第9話:警察官の死
第9話:警察官の死
1
木村の葬儀は、雨の中で執り行われた。
棺の中に納められたのは、損傷が激しく、もはやかつての面影を留めていない「何か」だった。遺族の慟哭が響く中、松井は式列の最後尾で、濡れたアスファルトをただ見つめていた。
「松井、何をしている。焼香だ」
本部長の声が背後からかかる。だが、松井は動かない。彼の視線は、本部長の胸元に輝く警察章ではなく、自分の手のひらに握られた「焦げた赤いボタン」に向けられていた。
「……本部長。木村は、警察のルールに従って死にました。犯人を前にして、武器も持たず、ただ法を信じて。その結果が、あれです」
松井の言葉は、氷のように冷たかった。
「お前は疲れている。一週間の謹慎を命ずる。拳銃と警察手帳を置け」
松井は無言で、雨に濡れた手帳と、貸与されていたニューナンブ回転式拳銃を本部長の足元に置いた。

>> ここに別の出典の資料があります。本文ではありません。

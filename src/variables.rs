use crate::design::{DesignVector, MachineType};
use crate::error::{GeneratorError, GeneratorResult};
use indexmap::IndexMap;
use ndarray::Array1;
use serde::{Deserialize, Serialize};
use std::ops::{Deref, DerefMut};
use tracing::warn;

/// Box bounds of a single design variable (SI units).
#[derive(Clone, Copy, Debug, PartialEq, Serialize, Deserialize)]
pub struct Variable {
    lobnd: f64,
    upbnd: f64,
}

impl Variable {
    pub fn continuous(lobnd: f64, upbnd: f64) -> Self {
        Self { lobnd, upbnd }
    }

    pub fn lobnd(&self) -> f64 {
        self.lobnd
    }

    pub fn upbnd(&self) -> f64 {
        self.upbnd
    }
}

/// Bounds per named design variable. Variables that are not listed keep the
/// value of the initial design during an optimization.
#[derive(Clone, Debug, Default, PartialEq, Serialize, Deserialize)]
pub struct DesignBounds(IndexMap<String, Variable>);

impl Deref for DesignBounds {
    type Target = IndexMap<String, Variable>;

    fn deref(&self) -> &Self::Target {
        &self.0
    }
}

impl DerefMut for DesignBounds {
    fn deref_mut(&mut self) -> &mut Self::Target {
        &mut self.0
    }
}

impl FromIterator<(String, Variable)> for DesignBounds {
    fn from_iter<T: IntoIterator<Item = (String, Variable)>>(iter: T) -> Self {
        Self(IndexMap::from_iter(iter))
    }
}

impl IntoIterator for DesignBounds {
    type Item = <IndexMap<String, Variable> as IntoIterator>::Item;
    type IntoIter = <IndexMap<String, Variable> as IntoIterator>::IntoIter;

    fn into_iter(self) -> Self::IntoIter {
        self.0.into_iter()
    }
}

impl From<Vec<(&str, Variable)>> for DesignBounds {
    fn from(value: Vec<(&str, Variable)>) -> Self {
        Self(value.into_iter().map(|(k, v)| (k.into(), v)).collect())
    }
}

impl DesignBounds {
    /// Documented physical ranges of the reference design studies.
    pub fn reference(machine: MachineType) -> Self {
        let mut bounds = vec![
            ("airgap_radius", Variable::continuous(0.2, 1.0)),
            ("core_length", Variable::continuous(0.4, 2.0)),
            ("stator_slot_height", Variable::continuous(0.04, 0.1)),
            ("rotor_slot_height", Variable::continuous(0.04, 0.1)),
            ("stator_yoke_flux_density", Variable::continuous(1.0, 2.0)),
        ];
        match machine {
            MachineType::Scig => {
                bounds.push(("magnetizing_current", Variable::continuous(5.0, 200.0)));
            }
            MachineType::Dfig => {
                bounds.push(("slip", Variable::continuous(-0.3, -0.002)));
                bounds.push(("excitation_current", Variable::continuous(5.0, 100.0)));
            }
        }
        bounds.into()
    }

    /// Maps the bounds onto the variables of `design`.
    pub fn search_space(&self, design: &DesignVector) -> GeneratorResult<SearchSpace> {
        let names = design.variable_names();
        let mut indices = Vec::with_capacity(self.len());
        let mut lower = Vec::with_capacity(self.len());
        let mut upper = Vec::with_capacity(self.len());
        for (name, variable) in self.iter() {
            let index = names.iter().position(|n| n == name).ok_or_else(|| {
                GeneratorError::config(format!(
                    "unknown {} design variable '{name}'",
                    design.machine_type()
                ))
            })?;
            if !(variable.lobnd.is_finite()
                && variable.upbnd.is_finite()
                && variable.lobnd < variable.upbnd)
            {
                return Err(GeneratorError::config(format!(
                    "invalid bounds for '{name}': [{}, {}]",
                    variable.lobnd, variable.upbnd
                )));
            }
            indices.push(index);
            lower.push(variable.lobnd);
            upper.push(variable.upbnd);
        }
        if indices.is_empty() {
            return Err(GeneratorError::config("no bounded design variables"));
        }
        Ok(SearchSpace {
            initial: *design,
            indices,
            lower: Array1::from(lower),
            upper: Array1::from(upper),
        })
    }
}

/// The bounded subspace of a design, scaled to the unit cube.
#[derive(Clone, Debug)]
pub struct SearchSpace {
    initial: DesignVector,
    indices: Vec<usize>,
    lower: Array1<f64>,
    upper: Array1<f64>,
}

impl SearchSpace {
    pub fn dimension(&self) -> usize {
        self.indices.len()
    }

    /// Unit-cube coordinates of the initial design, projected into the box.
    pub fn initial_point(&self) -> Array1<f64> {
        let values = self.initial.values();
        let x = Array1::from_iter(self.indices.iter().map(|&i| values[i]));
        let u = (&x - &self.lower) / (&self.upper - &self.lower);
        if u.iter().any(|u| !(0.0..=1.0).contains(u)) {
            warn!("initial design lies outside the bounds and is projected into the box");
        }
        u.mapv(|u| u.clamp(0.0, 1.0))
    }

    /// Builds the design corresponding to unit-cube coordinates `u`.
    pub fn design(&self, u: &Array1<f64>) -> GeneratorResult<DesignVector> {
        let mut values = self.initial.values();
        for (k, &i) in self.indices.iter().enumerate() {
            let u = u[k].clamp(0.0, 1.0);
            values[i] = self.lower[k] + u * (self.upper[k] - self.lower[k]);
        }
        self.initial.with_values(&values)
    }
}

「謹慎など必要ありません。私はもう、警察官であることを辞めましたから」
松井は一度も振り返ることなく、式場を去った。背後で本部長が「松井! 戻れ!」と叫ぶ声も、激しい雨音にかき消された。
2
松井は、かつて木村と捜査した記録をすべて持ち出し、市内の安ビジネスホテルに潜伏した。
壁一面に貼られた地図、犯人の声の分析データ、そしてチョ・テシンに関する韓国時代の資料。
松井は、警察のデータベースにはアクセスできない。だが、彼には「刑事」としての意地と、法を捨てた男の「執念」があった。
彼はまず、闇のルートを通じて、一丁のトカレフを入手した。
「……警察の支給品じゃ、あいつを地獄に送るには軽すぎる」
松井は、科警研が指摘した「時計の歯車が回る音」の正体を、独力で突き止めていた。それは松本市内のどの時計塔でもなかった。
戦時中、この街の地下に掘られた、軍事用精密機械工場の跡地だ。そこには、今も巨大な旋盤や歯車が、地下水によって不規則に回転し続けている場所がある。
3
松井が地下壕の入り口に辿り着いたのは、深夜のことだった。
懐中電灯を消し、暗視ゴーグルの代わりに、研ぎ澄まされた聴覚だけを頼りに進む。
『ギィ……ギィ……。』
湿った闇の奥から、あの音が聞こえてくる。
不意に、背後でカチリと音がした。松井は反射的にトカレフを構え、振り向かずに銃身を突きつけた。
「……相変わらず、耳だけはいいな。マツイ」
そこに立っていたのは、トレンチコートを濡らしたパク刑事だった。彼は両手を上げ、苦笑いを浮かべていた。
「パクさん……なぜ日本に」
「お前が死ぬと思ったからだ。韓国の警察庁を辞めてきた。俺も、もう『法』の側にはいない」
パクは懐から、一冊の古いノートを取り出した。それは、韓国の「八つ足村」で没収されたはずの、チョ・テシンの裏帳簿の原本だった。
「マツイ、あいつはここにいる。だが、チョ・テシンはもう、ただの男じゃない。あいつは、この街の地下に巣食う『井戸の神』の一部になろうとしている」
4
二人は暗い通路を奥へと進んだ。
辿り着いたのは、巨大な歯車がゆっくりと回り続ける、ドーム状の広間だった。
その中央に、一人の男が座っていた。
かつてのチョ・テシンよりも若々しく、しかしその瞳には、15年前のあの少年と同じ「永遠の虚無」を湛えた男。
「松井先生。遅かったじゃないか」
男は立ち上がり、ラジオ体操の音楽を小さなレコーダーで流し始めた。
「木村君の体、綺麗に舞っただろう? 彼は最後に、君に愛を伝えた。法を守って死ぬことが、最大の『儀式』だって」
「黙れ……」
松井のトカレフが火を吹いた。
弾丸は男の肩を貫いたが、男は苦痛を感じる様子もなく、ただ微笑んでいた。
「撃てば撃つほど、君はあちら側に近づく。警察官という皮を脱ぎ捨てて、ようやく僕と同じ『怪物』になれたね、松井浩亮」
松井は銃口を男の眉間に向け、引き金に指をかけた。
その時、パク刑事が松井の腕を掴んだ。
「待て、マツイ! 殺せば、お前は一生、あいつの影から逃げられなくなる!」
「構わない……。こいつを殺すためだけに、俺は今日まで生きてきたんだ!」
地下壕に、乾いた銃声が連発して響き渡る。
法を捨てた刑事と、時を超えて現れた悪魔。
1987年の松本、その地下深くで、二つの執念が火花を散らす。